Now, archaeologists Nicholas Conard (from the University of Tubingen in Germany) and Veerle Rots (from the University of Liege in Belgium) believe they’ve solved the mystery.

In a new paper, Conard and Rots argue that the 35,000-year-old ivory baton is a tool for making rope. Researchers were fairly sure that Paleolithic people used rope or twine, but the evidence was limited to depictions in art and a few impressions in clay. While evidence that ice-age people used rope was limited, there was no evidence illuminating how they manufactured it. Therefore the paper’s conclusion is a major breakthrough.

The grooved holes were the key.

Perforated ivory baton from Hohle Fels Cave.
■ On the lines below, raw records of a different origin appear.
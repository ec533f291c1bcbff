//! Canonical windowed scoring rules.
//!
//! Every function here scores the item at `position` against the entries of
//! `history` around it. The engine calls them with the live history, and the
//! [`Scorer`](crate::scorer::Scorer) calls them with hypothetical histories,
//! so both always agree.
//!
//! # Window rules
//!
//! - Windows never cross a pause or the start of history.
//! - Coherence looks at most [`COHERENCE_SPAN`] entries back (and, at final
//!   scoring, [`COHERENCE_SPAN`] entries forward).
//! - Freshness only applies directly after a pause and compares against the
//!   [`FRESHNESS_SPAN`] slots ending with that pause.
//! - Non-monotonousness compares against exactly the previous
//!   [`MONOTONY_SPAN`] entries.

use std::collections::BTreeMap;

use discourse_types::{Item, ScoreBreakdown, Subject, Turn};

/// Maximum number of entries examined on each side for coherence.
pub const COHERENCE_SPAN: usize = 3;

/// Number of history slots (ending with the pause) examined for freshness.
pub const FRESHNESS_SPAN: usize = 6;

/// Number of preceding entries that must all share a subject to count as a hot streak.
pub const MONOTONY_SPAN: usize = 3;

/// Which side(s) of the coherence window are visible.
#[derive(Debug, Clone, Copy, PartialEq, Eq)]
pub enum CoherenceWindow {
    /// Only preceding entries. Used while the conversation is being played.
    PastOnly,
    /// Preceding and following entries. Used for the final, canonical score.
    TwoSided,
}

/// Whether an item with the same id occurs anywhere in `history`.
pub fn is_repeated(item: &Item, history: &[Turn]) -> bool {
    history
        .iter()
        .flatten()
        .any(|earlier| earlier.id == item.id)
}

/// Subject counts over the coherence window around `position`.
///
/// Walks backwards from `position - 1` and (for [`CoherenceWindow::TwoSided`])
/// forwards from `position + 1`, stopping at the first pause or history
/// boundary in each direction.
pub fn context_window(
    history: &[Turn],
    position: usize,
    window: CoherenceWindow,
) -> BTreeMap<Subject, usize> {
    let mut counts = BTreeMap::new();

    let past_start = position.saturating_sub(COHERENCE_SPAN);
    for j in (past_start..position).rev() {
        match history.get(j) {
            Some(Some(entry)) => count_subjects(&mut counts, entry),
            _ => break,
        }
    }

    if window == CoherenceWindow::TwoSided {
        let future_start = position.saturating_add(1);
        let future_end = future_start.saturating_add(COHERENCE_SPAN);
        for j in future_start..future_end {
            match history.get(j) {
                Some(Some(entry)) => count_subjects(&mut counts, entry),
                _ => break,
            }
        }
    }

    counts
}

fn count_subjects(counts: &mut BTreeMap<Subject, usize>, item: &Item) {
    for subject in item.subjects.iter() {
        let entry = counts.entry(subject).or_insert(0);
        *entry = entry.saturating_add(1);
    }
}

/// Coherence of `item` placed at `position`: `-1` if any of its subjects is
/// missing from the window, `+1` if every subject appears at least twice,
/// otherwise `0`.
pub fn coherence(item: &Item, position: usize, history: &[Turn], window: CoherenceWindow) -> f64 {
    let counts = context_window(history, position, window);
    let occurrences = |subject: Subject| counts.get(&subject).copied().unwrap_or(0);

    if item.subjects.iter().any(|s| occurrences(s) == 0) {
        -1.0
    } else if item.subjects.iter().all(|s| occurrences(s) >= 2) {
        1.0
    } else {
        0.0
    }
}

/// Freshness of `item` placed at `position`.
///
/// Zero unless the slot immediately before `position` is a pause. Otherwise
/// the number of the item's subjects that do not occur in the
/// [`FRESHNESS_SPAN`] slots ending with that pause.
pub fn freshness(item: &Item, position: usize, history: &[Turn]) -> f64 {
    let Some(pause_at) = position.checked_sub(1) else {
        return 0.0;
    };
    match history.get(pause_at) {
        Some(None) => {}
        _ => return 0.0,
    }

    let start = position.saturating_sub(FRESHNESS_SPAN);
    let prior = history.get(start..pause_at).unwrap_or_default();
    let novel = item
        .subjects
        .iter()
        .filter(|subject| {
            !prior
                .iter()
                .flatten()
                .any(|earlier| earlier.subjects.contains(*subject))
        })
        .count();
    novel as f64
}

/// Non-monotonousness of `item` placed at `position`.
///
/// `-1` for a repeat, or when each of the previous [`MONOTONY_SPAN`] entries
/// is an item sharing a subject with `item`. Otherwise `0`.
pub fn nonmonotonousness(item: &Item, position: usize, history: &[Turn], repeated: bool) -> f64 {
    if repeated {
        return -1.0;
    }
    let Some(start) = position.checked_sub(MONOTONY_SPAN) else {
        return 0.0;
    };
    let Some(previous) = history.get(start..position) else {
        return 0.0;
    };
    let hot_streak = previous.iter().all(|entry| match entry {
        Some(earlier) => earlier.subjects.intersects(&item.subjects),
        None => false,
    });
    if hot_streak { -1.0 } else { 0.0 }
}

/// Private preference bonus: the mean over the item's subjects of
/// `1 - rank / |preferences|`. Subjects absent from `preferences` are skipped.
pub fn individual_bonus(item: &Item, preferences: &[Subject]) -> f64 {
    if preferences.is_empty() {
        return 0.0;
    }
    let total = preferences.len() as f64;
    let bonuses: Vec<f64> = item
        .subjects
        .iter()
        .filter_map(|subject| preferences.iter().position(|p| *p == subject))
        .map(|rank| 1.0 - rank as f64 / total)
        .collect();
    if bonuses.is_empty() {
        return 0.0;
    }
    bonuses.iter().sum::<f64>() / bonuses.len() as f64
}

/// Shared score components for `item` placed at `position`.
///
/// Repeat detection only considers `history[..position]`, so the same
/// function scores a live candidate (`position == history.len()`) and an
/// entry of a finished history.
pub fn shared_breakdown(
    item: &Item,
    position: usize,
    history: &[Turn],
    window: CoherenceWindow,
) -> ScoreBreakdown {
    let prefix = history.get(..position).unwrap_or(history);
    let repeated = is_repeated(item, prefix);
    let nonmonotonousness = nonmonotonousness(item, position, history, repeated);

    if repeated {
        return ScoreBreakdown {
            importance: 0.0,
            coherence: 0.0,
            freshness: 0.0,
            nonmonotonousness,
        };
    }

    ScoreBreakdown {
        importance: item.importance,
        coherence: coherence(item, position, history, window),
        freshness: freshness(item, position, history),
        nonmonotonousness,
    }
}

/// Score the entry at `position` of a history. `None` for a pause or an
/// out-of-range position.
pub fn score_at(history: &[Turn], position: usize, window: CoherenceWindow) -> Option<ScoreBreakdown> {
    let item = history.get(position).copied().flatten()?;
    Some(shared_breakdown(&item, position, history, window))
}

/// Shared components of the whole history, each entry scored in place.
pub fn score_history(history: &[Turn], window: CoherenceWindow) -> ScoreBreakdown {
    let mut total = ScoreBreakdown::default();
    for position in 0..history.len() {
        if let Some(breakdown) = score_at(history, position, window) {
            total += breakdown;
        }
    }
    total
}

#[cfg(test)]
mod tests {
    use discourse_types::{ItemId, PlayerId, Subjects};

    use super::*;

    const EPS: f64 = 1e-12;

    fn approx(a: f64, b: f64) -> bool {
        (a - b).abs() < EPS
    }

    fn item(tag: u8, subjects: Subjects) -> Item {
        Item {
            id: ItemId::from_random_bytes([tag; 16]),
            player_id: PlayerId::from_random_bytes([0; 16]),
            importance: 0.5,
            subjects,
        }
    }

    #[test]
    fn coherence_missing_subject_is_negative() {
        let history = vec![Some(item(1, Subjects::one(1))), Some(item(2, Subjects::one(2)))];
        let candidate = item(3, Subjects::two(1, 9));
        assert!(approx(
            coherence(&candidate, 2, &history, CoherenceWindow::PastOnly),
            -1.0
        ));
    }

    #[test]
    fn coherence_double_support_is_positive() {
        let history = vec![
            Some(item(1, Subjects::one(4))),
            Some(item(2, Subjects::two(4, 5))),
            Some(item(3, Subjects::one(5))),
        ];
        let candidate = item(9, Subjects::two(4, 5));
        assert!(approx(
            coherence(&candidate, 3, &history, CoherenceWindow::PastOnly),
            1.0
        ));
    }

    #[test]
    fn coherence_single_support_is_neutral() {
        let history = vec![Some(item(1, Subjects::one(4)))];
        let candidate = item(9, Subjects::one(4));
        assert!(approx(
            coherence(&candidate, 1, &history, CoherenceWindow::PastOnly),
            0.0
        ));
    }

    #[test]
    fn coherence_window_stops_at_pause() {
        let history = vec![
            Some(item(1, Subjects::one(4))),
            Some(item(2, Subjects::one(4))),
            None,
            Some(item(3, Subjects::one(4))),
        ];
        let candidate = item(9, Subjects::one(4));
        // Only the entry after the pause is visible.
        assert!(approx(
            coherence(&candidate, 4, &history, CoherenceWindow::PastOnly),
            0.0
        ));
    }

    #[test]
    fn coherence_window_is_at_most_three_back() {
        let history = vec![
            Some(item(1, Subjects::one(7))),
            Some(item(2, Subjects::one(1))),
            Some(item(3, Subjects::one(2))),
            Some(item(4, Subjects::one(3))),
        ];
        let candidate = item(9, Subjects::one(7));
        assert!(approx(
            coherence(&candidate, 4, &history, CoherenceWindow::PastOnly),
            -1.0
        ));
    }

    #[test]
    fn two_sided_window_sees_following_entries() {
        let history = vec![
            Some(item(1, Subjects::one(4))),
            Some(item(2, Subjects::one(4))),
            Some(item(3, Subjects::one(4))),
        ];
        let first = item(1, Subjects::one(4));
        assert!(approx(
            coherence(&first, 0, &history, CoherenceWindow::PastOnly),
            -1.0
        ));
        assert!(approx(
            coherence(&first, 0, &history, CoherenceWindow::TwoSided),
            1.0
        ));
    }

    #[test]
    fn freshness_requires_preceding_pause() {
        let history = vec![Some(item(1, Subjects::one(1)))];
        let candidate = item(9, Subjects::two(5, 6));
        assert!(approx(freshness(&candidate, 1, &history), 0.0));
        assert!(approx(freshness(&candidate, 0, &[]), 0.0));
    }

    #[test]
    fn freshness_counts_novel_subjects_after_pause() {
        let history = vec![
            Some(item(1, Subjects::one(1))),
            Some(item(2, Subjects::two(2, 5))),
            None,
        ];
        assert!(approx(freshness(&item(9, Subjects::two(5, 6)), 3, &history), 1.0));
        assert!(approx(freshness(&item(9, Subjects::two(7, 6)), 3, &history), 2.0));
    }

    #[test]
    fn freshness_ignores_slots_beyond_span() {
        let mut history = vec![Some(item(1, Subjects::one(5)))];
        for tag in 2..7 {
            history.push(Some(item(tag, Subjects::one(1))));
        }
        history.push(None);
        // Position 7: span covers slots 1..=6 (pause included), so slot 0 is out of reach.
        assert!(approx(freshness(&item(9, Subjects::one(5)), 7, &history), 1.0));
    }

    #[test]
    fn nonmonotonousness_hot_streak() {
        let history = vec![
            Some(item(1, Subjects::one(3))),
            Some(item(2, Subjects::two(3, 4))),
            Some(item(3, Subjects::one(3))),
        ];
        let candidate = item(9, Subjects::one(3));
        assert!(approx(nonmonotonousness(&candidate, 3, &history, false), -1.0));
        assert!(approx(nonmonotonousness(&candidate, 2, &history, false), 0.0));
    }

    #[test]
    fn nonmonotonousness_broken_by_pause() {
        let history = vec![
            Some(item(1, Subjects::one(3))),
            None,
            Some(item(3, Subjects::one(3))),
        ];
        assert!(approx(
            nonmonotonousness(&item(9, Subjects::one(3)), 3, &history, false),
            0.0
        ));
    }

    #[test]
    fn repeat_zeroes_components() {
        let said = item(1, Subjects::one(3));
        let history = vec![Some(said), None];
        let breakdown = shared_breakdown(&said, 2, &history, CoherenceWindow::PastOnly);
        assert!(approx(breakdown.importance, 0.0));
        assert!(approx(breakdown.coherence, 0.0));
        assert!(approx(breakdown.freshness, 0.0));
        assert!(approx(breakdown.nonmonotonousness, -1.0));
    }

    #[test]
    fn first_occurrence_in_finished_history_is_not_a_repeat() {
        let said = item(1, Subjects::one(3));
        let history = vec![Some(said), Some(said)];
        let first = score_at(&history, 0, CoherenceWindow::TwoSided);
        let second = score_at(&history, 1, CoherenceWindow::TwoSided);
        assert!(first.is_some_and(|b| approx(b.importance, 0.5)));
        assert!(second.is_some_and(|b| approx(b.importance, 0.0)));
        assert!(score_at(&history, 5, CoherenceWindow::TwoSided).is_none());
    }

    #[test]
    fn individual_bonus_averages_ranks() {
        let prefs = vec![2, 0, 1, 3];
        assert!(approx(individual_bonus(&item(1, Subjects::one(2)), &prefs), 1.0));
        // ranks 1 and 3 => (0.75 + 0.25) / 2
        assert!(approx(
            individual_bonus(&item(1, Subjects::two(0, 3)), &prefs),
            0.5
        ));
        assert!(approx(individual_bonus(&item(1, Subjects::one(9)), &prefs), 0.0));
    }
}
Perforated ivory baton from Hohle Fels Cave, Germany. Photo: H. Jensen, University of Tubingen


Grooved holes still lined with fibers

“We suspected that the holes with spiral grooves were made to have something fed through them, which led us to hypothesize that the artifact may have served to align fibers to make rope or twine. While twine can be made by hand without tools, by pulling and twisting plant fibers together, we tested whether or not the perforated baton from Hohle Fels could have been used to align, twist, and combine fibers to make rope,” the paper explains.

Microscopic examination revealed fiber remnants around the grooves. Conard and Rots compared these fibers with sediment samples from around the artifact to rule out simple contamination from the environment. They found that the soil contained few plant fibers.

As a final test, Conard and Rots made a perforated baton of their own and tested it. Using the grooved holes they found that they could twist thick cords of up to four strands quickly and efficiently. They tested a few materials believed to be common during the period including deer sinew, flax, hemp, and others. They found cattail and willow fibers produced the best results.

“We are now able to demonstrate one way people of the early Upper Paleolithic manufactured rope. This work contributes to our understanding of the evolution of technology, cooperative work, and Paleolithic social organization,” the authors conclude.

Martin Walsh

Martin Walsh is a writer and editor for ExplorersWeb.

Martin has been writing about adventure travel and exploration for over five years.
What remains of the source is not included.